→ **Task**: Beginning at the top of the data below, write out every line exactly until you reach the line with "input: a zero-scale", and include that line.

[[ Exercise data open ]]

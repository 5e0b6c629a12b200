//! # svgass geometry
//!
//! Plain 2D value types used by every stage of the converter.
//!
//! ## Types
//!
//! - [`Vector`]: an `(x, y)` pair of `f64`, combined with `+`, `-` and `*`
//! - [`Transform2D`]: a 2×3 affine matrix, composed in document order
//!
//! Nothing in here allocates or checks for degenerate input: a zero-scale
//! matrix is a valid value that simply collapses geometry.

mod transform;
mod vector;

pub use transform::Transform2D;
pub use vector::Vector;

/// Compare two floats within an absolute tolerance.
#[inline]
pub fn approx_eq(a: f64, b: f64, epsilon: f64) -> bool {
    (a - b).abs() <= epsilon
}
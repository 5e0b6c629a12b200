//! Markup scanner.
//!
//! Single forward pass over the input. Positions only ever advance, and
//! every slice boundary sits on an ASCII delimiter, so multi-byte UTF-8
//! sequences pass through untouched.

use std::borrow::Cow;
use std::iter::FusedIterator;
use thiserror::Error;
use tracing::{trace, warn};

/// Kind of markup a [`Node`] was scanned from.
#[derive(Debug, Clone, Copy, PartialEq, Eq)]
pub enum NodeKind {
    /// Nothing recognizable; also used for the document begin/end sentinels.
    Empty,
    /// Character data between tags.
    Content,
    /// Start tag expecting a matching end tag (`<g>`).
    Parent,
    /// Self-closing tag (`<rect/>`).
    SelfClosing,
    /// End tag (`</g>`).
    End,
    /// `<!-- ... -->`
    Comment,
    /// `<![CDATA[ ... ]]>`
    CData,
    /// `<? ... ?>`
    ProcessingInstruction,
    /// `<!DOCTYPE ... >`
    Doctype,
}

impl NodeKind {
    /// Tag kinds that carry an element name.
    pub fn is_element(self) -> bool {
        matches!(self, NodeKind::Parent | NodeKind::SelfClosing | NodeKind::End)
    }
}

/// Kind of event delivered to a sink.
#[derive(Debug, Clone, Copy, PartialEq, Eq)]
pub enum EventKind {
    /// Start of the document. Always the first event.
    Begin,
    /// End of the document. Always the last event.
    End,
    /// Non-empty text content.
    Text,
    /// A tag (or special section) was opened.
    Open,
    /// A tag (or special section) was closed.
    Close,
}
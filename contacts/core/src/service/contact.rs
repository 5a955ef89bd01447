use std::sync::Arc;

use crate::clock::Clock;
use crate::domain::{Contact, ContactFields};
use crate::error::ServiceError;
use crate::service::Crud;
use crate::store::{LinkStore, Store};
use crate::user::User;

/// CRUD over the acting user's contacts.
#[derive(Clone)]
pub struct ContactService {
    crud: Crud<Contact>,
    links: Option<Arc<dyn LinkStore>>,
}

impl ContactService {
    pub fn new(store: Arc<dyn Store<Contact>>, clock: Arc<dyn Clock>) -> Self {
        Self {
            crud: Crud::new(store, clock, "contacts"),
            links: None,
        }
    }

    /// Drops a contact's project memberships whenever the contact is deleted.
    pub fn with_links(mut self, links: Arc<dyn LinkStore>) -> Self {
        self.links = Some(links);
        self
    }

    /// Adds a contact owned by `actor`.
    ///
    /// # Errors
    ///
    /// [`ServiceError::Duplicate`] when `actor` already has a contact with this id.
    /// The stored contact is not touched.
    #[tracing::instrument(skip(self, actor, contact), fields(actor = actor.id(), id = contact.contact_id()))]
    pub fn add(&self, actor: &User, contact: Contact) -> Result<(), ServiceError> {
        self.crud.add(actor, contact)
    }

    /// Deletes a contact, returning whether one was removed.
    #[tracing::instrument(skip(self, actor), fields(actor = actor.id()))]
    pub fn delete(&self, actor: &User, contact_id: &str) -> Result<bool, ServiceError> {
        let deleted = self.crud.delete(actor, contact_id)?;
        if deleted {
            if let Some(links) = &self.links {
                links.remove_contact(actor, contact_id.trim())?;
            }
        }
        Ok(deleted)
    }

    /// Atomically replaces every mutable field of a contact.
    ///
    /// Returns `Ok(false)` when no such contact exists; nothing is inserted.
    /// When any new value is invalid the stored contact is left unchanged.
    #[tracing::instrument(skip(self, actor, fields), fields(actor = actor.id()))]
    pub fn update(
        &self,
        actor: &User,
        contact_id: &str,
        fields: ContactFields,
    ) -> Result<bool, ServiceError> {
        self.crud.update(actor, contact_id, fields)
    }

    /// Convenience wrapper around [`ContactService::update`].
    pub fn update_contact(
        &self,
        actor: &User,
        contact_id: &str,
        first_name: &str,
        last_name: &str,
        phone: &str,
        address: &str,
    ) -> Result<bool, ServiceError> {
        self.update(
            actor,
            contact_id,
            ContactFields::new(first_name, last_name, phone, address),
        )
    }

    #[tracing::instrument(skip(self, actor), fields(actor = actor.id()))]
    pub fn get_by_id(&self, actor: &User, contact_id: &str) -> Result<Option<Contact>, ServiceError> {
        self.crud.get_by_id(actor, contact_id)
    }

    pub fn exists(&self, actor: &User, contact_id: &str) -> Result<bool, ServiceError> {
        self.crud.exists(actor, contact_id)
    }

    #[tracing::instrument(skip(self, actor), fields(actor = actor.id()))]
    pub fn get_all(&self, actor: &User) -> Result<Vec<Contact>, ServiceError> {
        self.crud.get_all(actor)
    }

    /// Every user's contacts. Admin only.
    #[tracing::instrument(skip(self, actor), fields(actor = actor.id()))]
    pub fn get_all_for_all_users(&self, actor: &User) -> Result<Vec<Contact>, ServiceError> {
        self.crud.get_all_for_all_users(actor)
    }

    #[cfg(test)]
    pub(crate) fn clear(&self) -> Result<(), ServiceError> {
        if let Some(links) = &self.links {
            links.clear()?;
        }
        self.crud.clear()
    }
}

[[ Exercise data closed ]]

→ **Solution to this task**:
repository 5e0b6c629a12b200
//! # svgass geometry
//!
//! Plain 2D value types used by every stage of the converter.
//!
//! ## Types
//!
//! - [`Vector`]: an `(x, y)` pair of `f64`, combined with `+`, `-` and `*`
//! - [`Transform2D`]: a 2×3 affine matrix, composed in document order
//!
//! Nothing in here allocates or checks for degenerate input: a zero-scale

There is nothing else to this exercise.